> **What the exercise asks**:
Check each line below for the word "struct" and give the number of lines that have it, nothing more.

[Dataset excerpts]
****************************************
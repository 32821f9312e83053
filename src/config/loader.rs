//! Configuration loading from disk.

use std::fs;
use std::path::{Path, PathBuf};

use thiserror::Error;

use crate::config::schema::{ClientConfig, ContactPointConfig};
use crate::config::validation::{validate_config, ValidationError};

/// Error type for configuration loading.
#[derive(Debug, Error)]
pub enum ConfigError {
    #[error("IO error reading {path:?}: {source}")]
    Io {
        path: PathBuf,
        source: std::io::Error,
    },

    #[error("Parse error: {0}")]
    Parse(#[from] toml::de::Error),

    #[error("Validation failed: {}", join_errors(.0))]
    Validation(Vec<ValidationError>),
}

fn join_errors(errors: &[ValidationError]) -> String {
    errors
        .iter()
        .map(ToString::to_string)
        .collect::<Vec<_>>()
        .join(", ")
}

/// Load and validate configuration from a TOML file.
pub fn load_config(path: &Path) -> Result<ClientConfig, ConfigError> {
    let content = fs::read_to_string(path).map_err(|source| ConfigError::Io {
        path: path.to_path_buf(),
        source,
    })?;
    parse_config(&content)
}

/// Parse and validate configuration from TOML text.
pub fn parse_config(content: &str) -> Result<ClientConfig, ConfigError> {
    let config: ClientConfig = toml::from_str(content)?;
    validate_config(&config).map_err(ConfigError::Validation)?;
    Ok(config)
}

/// Where a running client gets its configuration from.
///
/// Contact points given outside the file (command line) are appended to every
/// load, so a reload never drops them.
#[derive(Debug, Clone, Default)]
pub struct ConfigSource {
    path: Option<PathBuf>,
    extra_contact_points: Vec<ContactPointConfig>,
}

impl ConfigSource {
    pub fn new(path: Option<PathBuf>) -> Self {
        Self {
            path,
            extra_contact_points: Vec::new(),
        }
    }

    pub fn with_contact_points<S: Into<String>>(mut self, addresses: impl IntoIterator<Item = S>) -> Self {
        self.extra_contact_points
            .extend(addresses.into_iter().map(ContactPointConfig::new));
        self
    }

    pub fn path(&self) -> Option<&Path> {
        self.path.as_deref()
    }

    /// Read the file (or defaults when there is none) and merge extra contact points.
    pub fn load(&self) -> Result<ClientConfig, ConfigError> {
        let mut config = match &self.path {
            Some(path) => load_config(path)?,
            None => ClientConfig::default(),
        };
        for cp in &self.extra_contact_points {
            if !config.contact_points.iter().any(|known| known.address == cp.address) {
                config.contact_points.push(cp.clone());
            }
        }
        Ok(config)
    }
}
//! Low-level socket options for connections to cluster hosts.
//!
//! Optional fields are `None` until set. `None` means "leave the platform
//! default alone"; `Some` means the connector must apply exactly that value.
//! Values are not range-checked here; passing sensible timeouts and sizes is
//! the caller's responsibility.

use std::time::Duration;

use crate::config::schema::SocketConfig;

/// Connect timeout applied when none is configured.
pub const DEFAULT_CONNECT_TIMEOUT_MILLIS: u64 = 5000;

/// Keep-alive interval applied when keep-alive is on but no interval is configured.
pub const DEFAULT_KEEP_ALIVE_INTERVAL: Duration = Duration::from_secs(5 * 60);

/// Immutable socket tuning shared by every connection of a client.
#[derive(Debug, Clone, PartialEq, Eq)]
pub struct SocketOptions {
    connect_timeout: Duration,
    keep_alive: Option<bool>,
    keep_alive_interval: Duration,
    reuse_address: Option<bool>,
    so_linger: Option<u32>,
    tcp_no_delay: Option<bool>,
    receive_buffer_size: Option<u32>,
    send_buffer_size: Option<u32>,
}

impl SocketOptions {
    pub fn builder() -> SocketOptionsBuilder {
        SocketOptionsBuilder::default()
    }

    pub fn connect_timeout(&self) -> Duration {
        self.connect_timeout
    }

    /// Saturates at `u64::MAX`.
    pub fn connect_timeout_millis(&self) -> u64 {
        u64::try_from(self.connect_timeout.as_millis()).unwrap_or(u64::MAX)
    }

    pub fn keep_alive(&self) -> Option<bool> {
        self.keep_alive
    }

    /// Idle time between keep-alive probes. Only meaningful when keep-alive is on.
    pub fn keep_alive_interval(&self) -> Duration {
        self.keep_alive_interval
    }

    pub fn reuse_address(&self) -> Option<bool> {
        self.reuse_address
    }

    /// Linger time in seconds on close.
    pub fn so_linger(&self) -> Option<u32> {
        self.so_linger
    }

    pub fn tcp_no_delay(&self) -> Option<bool> {
        self.tcp_no_delay
    }

    pub fn receive_buffer_size(&self) -> Option<u32> {
        self.receive_buffer_size
    }

    pub fn send_buffer_size(&self) -> Option<u32> {
        self.send_buffer_size
    }
}

impl Default for SocketOptions {
    fn default() -> Self {
        Self {
            connect_timeout: Duration::from_millis(DEFAULT_CONNECT_TIMEOUT_MILLIS),
            keep_alive: None,
            keep_alive_interval: DEFAULT_KEEP_ALIVE_INTERVAL,
            reuse_address: None,
            so_linger: None,
            tcp_no_delay: None,
            receive_buffer_size: None,
            send_buffer_size: None,
        }
    }
}

/// Builder for [`SocketOptions`].
#[derive(Debug, Clone, Default)]
pub struct SocketOptionsBuilder {
    options: SocketOptions,
}

impl SocketOptionsBuilder {
    pub fn connect_timeout_millis(mut self, millis: u64) -> Self {
        self.options.connect_timeout = Duration::from_millis(millis);
        self
    }

    pub fn connect_timeout(mut self, timeout: Duration) -> Self {
        self.options.connect_timeout = timeout;
        self
    }

    pub fn keep_alive(mut self, enabled: bool) -> Self {
        self.options.keep_alive = Some(enabled);
        self
    }

    pub fn keep_alive_interval(mut self, interval: Duration) -> Self {
        self.options.keep_alive_interval = interval;
        self
    }

    pub fn reuse_address(mut self, reuse: bool) -> Self {
        self.options.reuse_address = Some(reuse);
        self
    }

    pub fn so_linger(mut self, seconds: u32) -> Self {
        self.options.so_linger = Some(seconds);
        self
    }

    pub fn tcp_no_delay(mut self, no_delay: bool) -> Self {
        self.options.tcp_no_delay = Some(no_delay);
        self
    }

    pub fn receive_buffer_size(mut self, bytes: u32) -> Self {
        self.options.receive_buffer_size = Some(bytes);
        self
    }

    pub fn send_buffer_size(mut self, bytes: u32) -> Self {
        self.options.send_buffer_size = Some(bytes);
        self
    }

    pub fn build(self) -> SocketOptions {
        self.options
    }
}

impl From<&SocketConfig> for SocketOptions {
    fn from(config: &SocketConfig) -> Self {
        let mut builder = SocketOptions::builder()
            .connect_timeout_millis(config.connect_timeout_ms);

        if let Some(enabled) = config.keep_alive {
            builder = builder.keep_alive(enabled);
        }
        if let Some(ms) = config.keep_alive_interval_ms {
            builder = builder.keep_alive_interval(Duration::from_millis(ms));
        }
        if let Some(reuse) = config.reuse_address {
            builder = builder.reuse_address(reuse);
        }
        if let Some(secs) = config.so_linger_secs {
            builder = builder.so_linger(secs);
        }
        if let Some(no_delay) = config.tcp_no_delay {
            builder = builder.tcp_no_delay(no_delay);
        }
        if let Some(bytes) = config.receive_buffer_size {
            builder = builder.receive_buffer_size(bytes);
        }
        if let Some(bytes) = config.send_buffer_size {
            builder = builder.send_buffer_size(bytes);
        }
        builder.build()
    }
}

#[cfg(test)]
mod tests {
    use super::*;

    #[test]
    fn defaults() {
        let options = SocketOptions::builder().build();
        assert_eq!(options.connect_timeout_millis(), 5000);
        assert_eq!(options.keep_alive(), None);
        assert_eq!(options.keep_alive_interval(), Duration::from_secs(300));
        assert_eq!(options.reuse_address(), None);
        assert_eq!(options.so_linger(), None);
        assert_eq!(options.tcp_no_delay(), None);
        assert_eq!(options.receive_buffer_size(), None);
        assert_eq!(options.send_buffer_size(), None);
    }

    #[test]
    fn huge_connect_timeout_saturates() {
        let options = SocketOptions::builder().connect_timeout(Duration::MAX).build();
        assert_eq!(options.connect_timeout_millis(), u64::MAX);
    }

    #[test]
    fn keep_alive_keeps_default_interval() {
        let options = SocketOptions::builder().keep_alive(true).build();
        assert_eq!(options.keep_alive(), Some(true));
        assert_eq!(options.keep_alive_interval(), DEFAULT_KEEP_ALIVE_INTERVAL);

        let options = SocketOptions::builder()
            .keep_alive(true)
            .keep_alive_interval(Duration::from_secs(30))
            .build();
        assert_eq!(options.keep_alive_interval(), Duration::from_secs(30));
    }

    #[test]
    fn explicit_default_is_distinguishable_from_unset() {
        let unset = SocketOptions::builder().build();
        let off = SocketOptions::builder().keep_alive(false).tcp_no_delay(false).build();

        assert_eq!(unset.keep_alive(), None);
        assert_eq!(off.keep_alive(), Some(false));
        assert_eq!(off.tcp_no_delay(), Some(false));
        assert_ne!(unset, off);
    }

    #[test]
    fn chained_setters() {
        let options = SocketOptions::builder()
            .connect_timeout_millis(1500)
            .reuse_address(true)
            .so_linger(0)
            .tcp_no_delay(true)
            .receive_buffer_size(65536)
            .send_buffer_size(32768)
            .build();

        assert_eq!(options.connect_timeout(), Duration::from_millis(1500));
        assert_eq!(options.reuse_address(), Some(true));
        assert_eq!(options.so_linger(), Some(0));
        assert_eq!(options.tcp_no_delay(), Some(true));
        assert_eq!(options.receive_buffer_size(), Some(65536));
        assert_eq!(options.send_buffer_size(), Some(32768));
    }

    #[test]
    fn from_config_section() {
        let config = SocketConfig {
            connect_timeout_ms: 2000,
            keep_alive: Some(true),
            keep_alive_interval_ms: Some(10_000),
            tcp_no_delay: Some(true),
            ..SocketConfig::default()
        };
        let options = SocketOptions::from(&config);

        assert_eq!(options.connect_timeout_millis(), 2000);
        assert_eq!(options.keep_alive(), Some(true));
        assert_eq!(options.keep_alive_interval(), Duration::from_secs(10));
        assert_eq!(options.tcp_no_delay(), Some(true));
        assert_eq!(options.reuse_address(), None);
    }
}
****************************************
> **Exercise result**:
3